Autora: Alejandra Anzaldo García, directora CIPCA Beni
Cada año, durante los meses de julio a noviembre, somos testigos y directos afectados por el humo que llega a los centros urbanos. Ese humo que nos provoca afecciones respiratorias, pulmonares y también oftalmológicas; que a la vez muchos de nosotros ya hemos naturalizado.
En septiembre, el mes de la primavera, los bellos colores de las flores y el verde de nuestra naturaleza son opacados por la intensidad del humo, pero seguimos ahí, adentrados en nuestras actividades diciéndonos quizá a nosotros mismos, “ya pasará”, probablemente acostumbrados al humo y sus efectos.
Este año lastimosamente, Bolivia y en particular los y las cruceñas están viviendo una de las situaciones más difíciles de los últimos años por los incendios acontecidos en el bosque seco chiquitano. No es la primera vez que arde, esta vez están siendo afectadas más hectáreas, más comunidades, más sistemas de producción y medios de vida, más biodiversidad, más áreas protegidas, más de todo; incluso el fuego se extendió hacia el sur internándose ya en el Gran Chaco Americano. Según los reportes de instituciones especializadas como la Fundación Amigos de la Naturaleza (FAN) indican que en lo que va del año se han quemado más de 2 millones de hectáreas, siendo los departamentos de Santa Cruz y Beni los más afectados.
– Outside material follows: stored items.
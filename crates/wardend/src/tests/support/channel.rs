//! Reply channel that keeps every reply for later assertions.

use std::io;
use std::sync::{Arc, Mutex};

use serde_json::Value;

use crate::dispatch::{DispatchError, ReplyChannel};

/// Records replies in memory. Clones share the same buffer, so a test can keep
/// one clone while the session owns another.
#[derive(Debug, Clone, Default)]
pub struct RecordingChannel {
    replies: Arc<Mutex<Vec<Value>>>,
    broken: bool,
}

impl RecordingChannel {
    /// A channel whose every send fails with a broken pipe.
    pub fn failing() -> Self {
        Self {
            broken: true,
            ..Self::default()
        }
    }

    /// Snapshot of the replies sent so far.
    pub fn replies(&self) -> Vec<Value> {
        self.replies.lock().expect("reply mutex poisoned").clone()
    }

    /// The `error` field of each error reply, in order.
    pub fn error_messages(&self) -> Vec<String> {
        self.replies()
            .iter()
            .filter_map(|reply| reply.get("error").and_then(Value::as_str))
            .map(str::to_owned)
            .collect()
    }
}

impl ReplyChannel for RecordingChannel {
    fn send(&mut self, reply: &Value) -> Result<(), DispatchError> {
        if self.broken {
            return Err(DispatchError::Io(io::Error::new(
                io::ErrorKind::BrokenPipe,
                "peer went away",
            )));
        }
        self.replies
            .lock()
            .expect("reply mutex poisoned")
            .push(reply.clone());
        Ok(())
    }
}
El uso del fuego como práctica tradicional para la renovación de pasturas y la habilitación de áreas para cultivos, es la principal causa. La intensificación del uso del fuego en los últimos años y en particular en la presente gestión 2019, se incrementó más de lo “normal” por la promulgación de normativas como el Decreto Supremo N°3973 -que autorizó desde el 09 de julio del presente el desmonte y quemas controladas para actividades agropecuarias en tierras privadas y comunitarias en los departamentos de Santa Cruz y Beni- que favorecen la profundización del modelo extractivista en la Amazonía boliviana. La Chiquitania, las llanuras benianas y el Chaco, hoy afectados por una extrema sequía, arden a nombre del desarrollo y la seguridad alimentaria.
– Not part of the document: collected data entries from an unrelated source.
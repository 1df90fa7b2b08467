//! Test doubles shared by the unit and behavioural suites.

mod channel;
mod config_loader;
mod sink;

pub use channel::RecordingChannel;
pub use config_loader::{FailingConfigLoader, TestConfigLoader};
pub use sink::RecordingSampleSink;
Los problemas de salud se intensificarán, la escasez de agua y alimento es evidente, la pérdida de la biodiversidad es incalculable al igual que la pérdida de los medios de vida de la población. Los impactos son gravísimos y repercutirán más allá de las áreas quemadas y afectadas, ocasionando por ejemplo desbalance hídrico. El tiempo de recuperación de los bosques, la biodiversidad y los medios de vida de las familias afectadas es muy largo, tan largo que algunos calculan que nuestras futuras generaciones no tendrán el privilegio de conocer la belleza de estos ecosistemas.
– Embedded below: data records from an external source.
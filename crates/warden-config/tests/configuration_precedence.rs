//! Layering tests for defaults, configuration files, environment, and CLI.

use std::ffi::{OsStr, OsString};
use std::fs;
use std::path::Path;
use std::sync::{Mutex, MutexGuard};
use std::time::Duration;

use once_cell::sync::Lazy;
use ortho_config::OrthoConfig;
use rstest::{fixture, rstest};
use tempfile::TempDir;

use warden_config::{Config, LogFormat, OutputEncoding};

static ENV_MUTEX: Lazy<Mutex<()>> = Lazy::new(|| Mutex::new(()));

/// Serialises environment mutation and restores the previous values on drop.
struct EnvGuard {
    previous: Vec<(&'static str, Option<OsString>)>,
    _lock: MutexGuard<'static, ()>,
}

impl EnvGuard {
    fn new() -> Self {
        let lock = ENV_MUTEX
            .lock()
            .unwrap_or_else(std::sync::PoisonError::into_inner);
        Self {
            previous: Vec::new(),
            _lock: lock,
        }
    }

    fn set(&mut self, key: &'static str, value: &OsStr) {
        self.previous.push((key, std::env::var_os(key)));
        // Environment mutation is `unsafe` under edition 2024; the guard holds
        // the process-wide mutex so no other test observes the change.
        unsafe { std::env::set_var(key, value) };
    }

    fn clear(&mut self, key: &'static str) {
        self.previous.push((key, std::env::var_os(key)));
        unsafe { std::env::remove_var(key) };
    }
}

impl Drop for EnvGuard {
    fn drop(&mut self) {
        for (key, value) in self.previous.drain(..).rev() {
            match value {
                Some(previous) => unsafe { std::env::set_var(key, previous) },
                None => unsafe { std::env::remove_var(key) },
            }
        }
    }
}

#[fixture]
fn env() -> EnvGuard {
    let mut guard = EnvGuard::new();
    guard.clear("WARDEN_LOG_FILTER");
    guard.clear("WARDEN_LOG_FORMAT");
    guard.clear("WARDEN_SLOW_COMMAND_LOG_THRESHOLD_SECONDS");
    guard.clear("WARDEN_OUTPUT_ENCODING");
    guard.clear("WARDEN_CONFIG_PATH");
    guard
}

fn write_config(dir: &Path, contents: &str) -> OsString {
    let path = dir.join("warden.toml");
    fs::write(&path, contents).expect("write configuration file");
    path.into_os_string()
}

fn load(args: &[&OsStr]) -> Config {
    let mut argv = vec![OsString::from("wardend")];
    argv.extend(args.iter().map(|arg| arg.to_os_string()));
    Config::load_from_iter(argv).expect("configuration should load")
}

#[rstest]
fn defaults_apply_without_overrides(env: EnvGuard) {
    let config = load(&[]);
    assert_eq!(config.log_filter(), "info");
    assert_eq!(config.log_format(), LogFormat::Json);
    assert_eq!(config.slow_command_log_threshold(), Duration::from_secs(1));
    drop(env);
}

#[rstest]
fn file_overrides_defaults(env: EnvGuard) {
    let dir = TempDir::new().expect("temp dir");
    let path = write_config(
        dir.path(),
        "slow_command_log_threshold_seconds = 2.5\noutput_encoding = \"pretty_json\"\n",
    );

    let config = load(&[OsStr::new("--config-path"), path.as_os_str()]);
    assert_eq!(
        config.slow_command_log_threshold(),
        Duration::from_millis(2500)
    );
    assert_eq!(config.output_encoding(), OutputEncoding::PrettyJson);
    drop(env);
}

#[rstest]
fn environment_overrides_file(mut env: EnvGuard) {
    let dir = TempDir::new().expect("temp dir");
    let path = write_config(dir.path(), "slow_command_log_threshold_seconds = 2.5\n");
    env.set(
        "WARDEN_SLOW_COMMAND_LOG_THRESHOLD_SECONDS",
        OsStr::new("0.5"),
    );

    let config = load(&[OsStr::new("--config-path"), path.as_os_str()]);
    assert_eq!(
        config.slow_command_log_threshold(),
        Duration::from_millis(500)
    );
}

#[rstest]
fn cli_overrides_environment(mut env: EnvGuard) {
    env.set("WARDEN_LOG_FILTER", OsStr::new("warn"));

    let config = load(&[OsStr::new("--log-filter"), OsStr::new("debug")]);
    assert_eq!(config.log_filter(), "debug");
}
Actuamos ahora en la emergencia. A pesar de no haber declarado desastre nacional en Bolivia, estamos haciendo el esfuerzo para mitigar y eliminar los focos de calor, pero estamos siendo rebasados por la magnitud del desastre. Estamos obligados a pensar en la restauración de lo perdido y sobre todo en fortalecer nuestras capacidades de resiliencia como humanos, así como de las tierras y bosques. Como ciudadanas y ciudadanos estamos obligados a ajustar nuestros patrones de consumo y contribuir a contrarrestar la crisis climática. Por supuesto, los gobiernos en distintos niveles deben replantear políticas que contribuyan a modelos sostenibles en su integralidad -no solo económicamente-, las consecuencias de los incendios que vivimos ahora nos dicen a gritos que lo que venimos haciendo y cómo lo venimos haciendo no es sostenible ni social ni ambientalmente.